In order to expose the generated pipelines (`airflow` _DAGs_) for `airflow` to pick up when scanning for _DAGs_, one has to create a `DagLoader` that points to a folder where the pipeline configuration files will be located:

```python
import os

from awehflow.alerts.slack import SlackAlerter
from awehflow.core import DagLoader
from awehflow.events.postgres import PostgresMetricsEventHandler

"""airflow doesn't pick up DAGs in files unless 
the words 'airflow' and 'DAG' features"""

configs_path = os.path.join(os.path.dirname(os.path.abspath(__file__)), 'configs')

metrics_handler = PostgresMetricsEventHandler(jobs_table='jobs', task_metrics_table='task_metrics')

slack_alerter = SlackAlerter(channel='#airflow')

loader = DagLoader(
    project="awehflow-demo",
    configs_path=configs_path,
    event_handlers=[metrics_handler],
    alerters=[slack_alerter]
)

dags = loader.load(global_symbol_table=globals())
```

As seen in the code snippet, one can also pass in _"event handlers"_ and _"alerters"_ to perform actions on certain pipeline events and potentially alert the user of certain events on a given channel.

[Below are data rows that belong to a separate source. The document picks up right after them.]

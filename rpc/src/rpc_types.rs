//! Typed views of the JSON-RPC results the aggregator consumes.

use std::net::{IpAddr, SocketAddr};

use serde::Deserialize;
use serde_json::Value;

/// `{ context, value }` envelope used by several RPC methods.
#[derive(Debug, Clone, Deserialize)]
pub struct RpcResponse<T> {
    #[serde(default)]
    pub context: Value,
    pub value: T,
}

/// Result of `getVoteAccounts`.
///
/// Records stay as raw JSON so each one can be validated on its own; see
/// `telemetry_core::validator::ValidatorRecord::parse_list`.
#[derive(Debug, Clone, Default, Deserialize)]
pub struct RpcVoteAccounts {
    #[serde(default)]
    pub current: Vec<Value>,
    #[serde(default)]
    pub delinquent: Vec<Value>,
}

/// One entry of `getClusterNodes`.
#[derive(Debug, Clone, Deserialize)]
#[serde(rename_all = "camelCase")]
pub struct RpcClusterNode {
    pub pubkey: String,
    #[serde(default)]
    pub gossip: Option<String>,
    #[serde(default)]
    pub version: Option<String>,
}

impl RpcClusterNode {
    /// The routable IP of the node's `ip:port` gossip address.
    ///
    /// Returns `None` when gossip is missing, unparseable or the unspecified address.
    pub fn gossip_ip(&self) -> Option<IpAddr> {
        let gossip = self.gossip.as_deref()?.trim();
        let ip = match gossip.parse::<SocketAddr>() {
            Ok(addr) => addr.ip(),
            Err(_) => gossip.split(':').next()?.parse::<IpAddr>().ok()?,
        };
        (!ip.is_unspecified()).then_some(ip)
    }
}

/// Result of `getEpochInfo`.
#[derive(Debug, Clone, PartialEq, Eq, Deserialize)]
#[serde(rename_all = "camelCase")]
pub struct RpcEpochInfo {
    pub epoch: u64,
    pub slot_index: u64,
    pub slots_in_epoch: u64,
    pub absolute_slot: u64,
    #[serde(default)]
    pub block_height: Option<u64>,
    #[serde(default)]
    pub transaction_count: Option<u64>,
}

/// Result of `getEpochSchedule`.
#[derive(Debug, Clone, PartialEq, Eq, Deserialize)]
#[serde(rename_all = "camelCase")]
pub struct RpcEpochSchedule {
    pub slots_per_epoch: u64,
    #[serde(default)]
    pub leader_schedule_slot_offset: u64,
    #[serde(default)]
    pub warmup: bool,
    #[serde(default)]
    pub first_normal_epoch: u64,
    #[serde(default)]
    pub first_normal_slot: u64,
}

/// Result of `getInflationRate`. Rates are annual fractions.
#[derive(Debug, Clone, PartialEq, Deserialize)]
pub struct RpcInflationRate {
    pub total: f64,
    pub validator: f64,
    pub foundation: f64,
    pub epoch: u64,
}

/// `value` of `getSupply`, in lamports.
#[derive(Debug, Clone, PartialEq, Eq, Deserialize)]
#[serde(rename_all = "camelCase")]
pub struct RpcSupply {
    pub total: u64,
    #[serde(default)]
    pub circulating: u64,
    #[serde(default)]
    pub non_circulating: u64,
}

/// One entry of `getInflationReward`.
#[derive(Debug, Clone, PartialEq, Eq, Deserialize)]
#[serde(rename_all = "camelCase")]
pub struct RpcInflationReward {
    pub epoch: u64,
    pub effective_slot: u64,
    pub amount: u64,
    pub post_balance: u64,
    #[serde(default)]
    pub commission: Option<u8>,
}

#[cfg(test)]
mod tests {
    use super::*;

    fn node(gossip: Option<&str>) -> RpcClusterNode {
        RpcClusterNode {
            pubkey: "node".to_string(),
            gossip: gossip.map(str::to_string),
            version: None,
        }
    }

    #[test]
    fn test_gossip_ip() {
        assert_eq!(
            node(Some("145.40.93.84:8001")).gossip_ip(),
            Some("145.40.93.84".parse().unwrap())
        );
        assert_eq!(
            node(Some("[2001:db8::1]:8001")).gossip_ip(),
            Some("2001:db8::1".parse().unwrap())
        );
        assert_eq!(node(Some("0.0.0.0:8001")).gossip_ip(), None);
        assert_eq!(node(Some("garbage")).gossip_ip(), None);
        assert_eq!(node(None).gossip_ip(), None);
    }
}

See the sections below for more detail.
The global symbol table needs to be passed to the `loader` since `airflow` scans it for objects of type `DAG`, and then synchronises the state with its own internal state store.

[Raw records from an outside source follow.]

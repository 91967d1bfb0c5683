use std::{
    collections::HashMap,
    net::IpAddr,
    sync::{Arc, RwLock},
    time::{Duration, Instant},
};

use log::{debug, error, warn};
use solana_metrics::{datapoint_error, datapoint_info};
use telemetry_rpc::{
    rpc_client::{self, RpcClient},
    rpc_types::RpcClusterNode,
};
use tokio::sync::Mutex;

/// What the cluster reports about one node.
#[derive(Debug, Clone, Default, PartialEq, Eq)]
pub struct ClusterNode {
    pub ip: Option<IpAddr>,
    pub version: Option<String>,
}

/// Identity pubkey to gossip IP and software version, as of one `getClusterNodes` call.
#[derive(Debug, Clone, Default)]
pub struct ClusterTopology {
    nodes: HashMap<String, ClusterNode>,
}

impl ClusterTopology {
    /// Builds the topology from a `getClusterNodes` result.
    ///
    /// Nodes whose gossip address is missing, unparseable or `0.0.0.0` keep their
    /// version but have no IP. Nodes with neither are dropped.
    pub fn from_nodes(nodes: Vec<RpcClusterNode>) -> Self {
        let nodes = nodes
            .into_iter()
            .filter_map(|node| {
                let entry = ClusterNode {
                    ip: node.gossip_ip(),
                    version: node.version.filter(|v| !v.is_empty()),
                };
                (entry.ip.is_some() || entry.version.is_some()).then_some((node.pubkey, entry))
            })
            .collect();
        ClusterTopology { nodes }
    }

    pub fn ip(&self, identity: &str) -> Option<IpAddr> {
        self.nodes.get(identity).and_then(|node| node.ip)
    }

    pub fn version(&self, identity: &str) -> Option<&str> {
        self.nodes
            .get(identity)
            .and_then(|node| node.version.as_deref())
    }

    pub fn len(&self) -> usize {
        self.nodes.len()
    }

    pub fn is_empty(&self) -> bool {
        self.nodes.is_empty()
    }

    fn nodes_with_ip(&self) -> usize {
        self.nodes.values().filter(|node| node.ip.is_some()).count()
    }
}

struct Loaded {
    topology: Arc<ClusterTopology>,
    refreshed_at: Option<Instant>,
}

/// Lazily refreshed view of the cluster's gossip table.
///
/// Callers take one [`ClusterTopology`] snapshot per pipeline run, so every validator
/// in a run is resolved against the same map. The map is rebuilt from scratch once it
/// is older than the TTL (or was never loaded) and replaced as a whole; a failed
/// rebuild keeps serving the previous map.
pub struct ClusterTopologyCache {
    rpc: Arc<RpcClient>,
    ttl: Duration,
    loaded: RwLock<Loaded>,

    /// Serializes refreshes so concurrent callers trigger one `getClusterNodes`.
    refresh_lock: Mutex<()>,
}

impl ClusterTopologyCache {
    pub const DEFAULT_TTL: Duration = Duration::from_secs(300);

    pub fn new(rpc: Arc<RpcClient>, ttl: Duration) -> Self {
        ClusterTopologyCache {
            rpc,
            ttl,
            loaded: RwLock::new(Loaded {
                topology: Arc::new(ClusterTopology::default()),
                refreshed_at: None,
            }),
            refresh_lock: Mutex::new(()),
        }
    }

    /// Returns the current topology, refreshing it first when stale.
    pub async fn snapshot(&self) -> Arc<ClusterTopology> {
        if let Some(topology) = self.fresh(Instant::now()) {
            return topology;
        }

        let _guard = self.refresh_lock.lock().await;
        // another caller may have refreshed while we waited
        if let Some(topology) = self.fresh(Instant::now()) {
            return topology;
        }

        match self.update_topology().await {
            Ok(topology) => topology,
            Err(e) => {
                error!("couldn't refresh cluster topology, keeping previous map: {e}");
                datapoint_error!(
                    "cluster_topology-refresh_error",
                    ("error", e.to_string(), String),
                    ("kind", e.kind().as_str(), String),
                );
                self.loaded.read().unwrap().topology.clone()
            }
        }
    }

    /// Gossip IP of `identity` according to the current topology.
    pub async fn resolve(&self, identity: &str) -> Option<IpAddr> {
        self.snapshot().await.ip(identity)
    }

    fn fresh(&self, now: Instant) -> Option<Arc<ClusterTopology>> {
        let loaded = self.loaded.read().unwrap();
        loaded
            .refreshed_at
            .filter(|at| now.saturating_duration_since(*at) < self.ttl)
            .map(|_| loaded.topology.clone())
    }

    /// Fetches cluster nodes and replaces the cached topology.
    ///
    /// # Returns
    /// The new topology, or the RPC error that prevented the rebuild
    async fn update_topology(&self) -> rpc_client::Result<Arc<ClusterTopology>> {
        let started = Instant::now();
        let nodes = self.rpc.get_cluster_nodes().await?;
        let reported = nodes.len();

        let topology = Arc::new(ClusterTopology::from_nodes(nodes));
        debug!(
            "read {} cluster nodes, {} usable",
            reported,
            topology.len()
        );
        if topology.is_empty() {
            warn!("cluster reported no usable nodes, versions and locations will be unknown");
        }

        datapoint_info!(
            "cluster_topology-refresh",
            ("nodes_reported", reported, i64),
            ("nodes_kept", topology.len(), i64),
            ("nodes_with_ip", topology.nodes_with_ip(), i64),
            ("elapsed_us", started.elapsed().as_micros(), i64),
        );

        *self.loaded.write().unwrap() = Loaded {
            topology: topology.clone(),
            refreshed_at: Some(Instant::now()),
        };
        Ok(topology)
    }
}

#[cfg(test)]
mod tests {
    use httpmock::prelude::*;
    use serde_json::json;

    use super::*;

    fn node(pubkey: &str, gossip: Option<&str>, version: Option<&str>) -> RpcClusterNode {
        RpcClusterNode {
            pubkey: pubkey.to_string(),
            gossip: gossip.map(str::to_string),
            version: version.map(str::to_string),
        }
    }

    #[test]
    fn test_topology_from_nodes() {
        let topology = ClusterTopology::from_nodes(vec![
            node("a", Some("10.0.0.1:8001"), Some("1.16.0")),
            node("b", Some("0.0.0.0:8001"), Some("1.17.0")),
            node("c", Some("bogus"), None),
            node("d", None, Some("")),
        ]);

        assert_eq!(topology.len(), 2);
        assert!(!topology.is_empty());
        assert!(ClusterTopology::from_nodes(vec![node("d", None, None)]).is_empty());
        assert_eq!(topology.ip("a"), Some("10.0.0.1".parse().unwrap()));
        assert_eq!(topology.version("a"), Some("1.16.0"));
        assert_eq!(topology.ip("b"), None);
        assert_eq!(topology.version("b"), Some("1.17.0"));
        assert_eq!(topology.ip("c"), None);
        assert_eq!(topology.ip("missing"), None);
    }

    #[tokio::test]
    async fn test_snapshot_fetches_once_within_ttl() {
        let server = MockServer::start();
        let mock = server.mock(|when, then| {
            when.method(POST).body_contains("getClusterNodes");
            then.status(200)
                .header("content-type", "application/json")
                .json_body(json!({
                    "jsonrpc": "2.0",
                    "id": 1,
                    "result": [{ "pubkey": "a", "gossip": "10.0.0.1:8001", "version": "1.16.0" }]
                }));
        });

        let rpc = Arc::new(RpcClient::new(server.url("/")).unwrap());
        let cache = ClusterTopologyCache::new(rpc, ClusterTopologyCache::DEFAULT_TTL);

        assert_eq!(cache.resolve("a").await, Some("10.0.0.1".parse().unwrap()));
        assert_eq!(cache.resolve("unknown").await, None);
        assert_eq!(cache.snapshot().await.len(), 1);
        mock.assert_hits(1);
    }

    #[tokio::test]
    async fn test_failed_refresh_keeps_previous_map() {
        let server = MockServer::start();
        let mut ok = server.mock(|when, then| {
            when.method(POST).body_contains("getClusterNodes");
            then.status(200)
                .header("content-type", "application/json")
                .json_body(json!({
                    "jsonrpc": "2.0",
                    "id": 1,
                    "result": [{ "pubkey": "a", "gossip": "10.0.0.1:8001" }]
                }));
        });

        let rpc = Arc::new(RpcClient::new(server.url("/")).unwrap());
        // zero TTL forces a refresh attempt on every call
        let cache = ClusterTopologyCache::new(rpc, Duration::ZERO);
        assert_eq!(cache.snapshot().await.len(), 1);

        ok.delete();
        let failing = server.mock(|when, then| {
            when.method(POST).body_contains("getClusterNodes");
            then.status(503).body("unavailable");
        });

        assert_eq!(cache.resolve("a").await, Some("10.0.0.1".parse().unwrap()));
        failing.assert_hits(1);
    }
}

\*_caveat_: `airflow` ignores `python` files that don't contain the words _"airflow"_ and _"DAG"_. It is thus advised to put those words in a comment to ensure the generated _DAGs_ get picked up when the `DagBag` is getting filled.

#### Event Handlers

As a pipeline generated using `awehflow` is running, certain events get emitted. An event handler gives the user the option of running code when these events occur.

The following events are (potentially) potentially emitted as a pipeline runs:

* `start`
* `success`
* `failure`
* `task_metric`

Existing event handlers include:

* `PostgresMetricsEventHandler`: persists pipeline metrics to a Postgres database
* `PublishToGooglePubSubEventHandler`: events get passed straight to a Google Pub/Sub topic

An `AlertsEventHandler` gets automatically added to a pipeline. Events get passed along to registered alerters.

#### Alerters

An `Alerter` is merely a class that implements an `alert` method. The following alerters are currently available:

* `SlackAlerter`

###

## Running the tests

Tests may be run with
```bash
python -m unittest discover tests
```

or to run code coverage too:

```bash
coverage run -m unittest discover tests && coverage html
```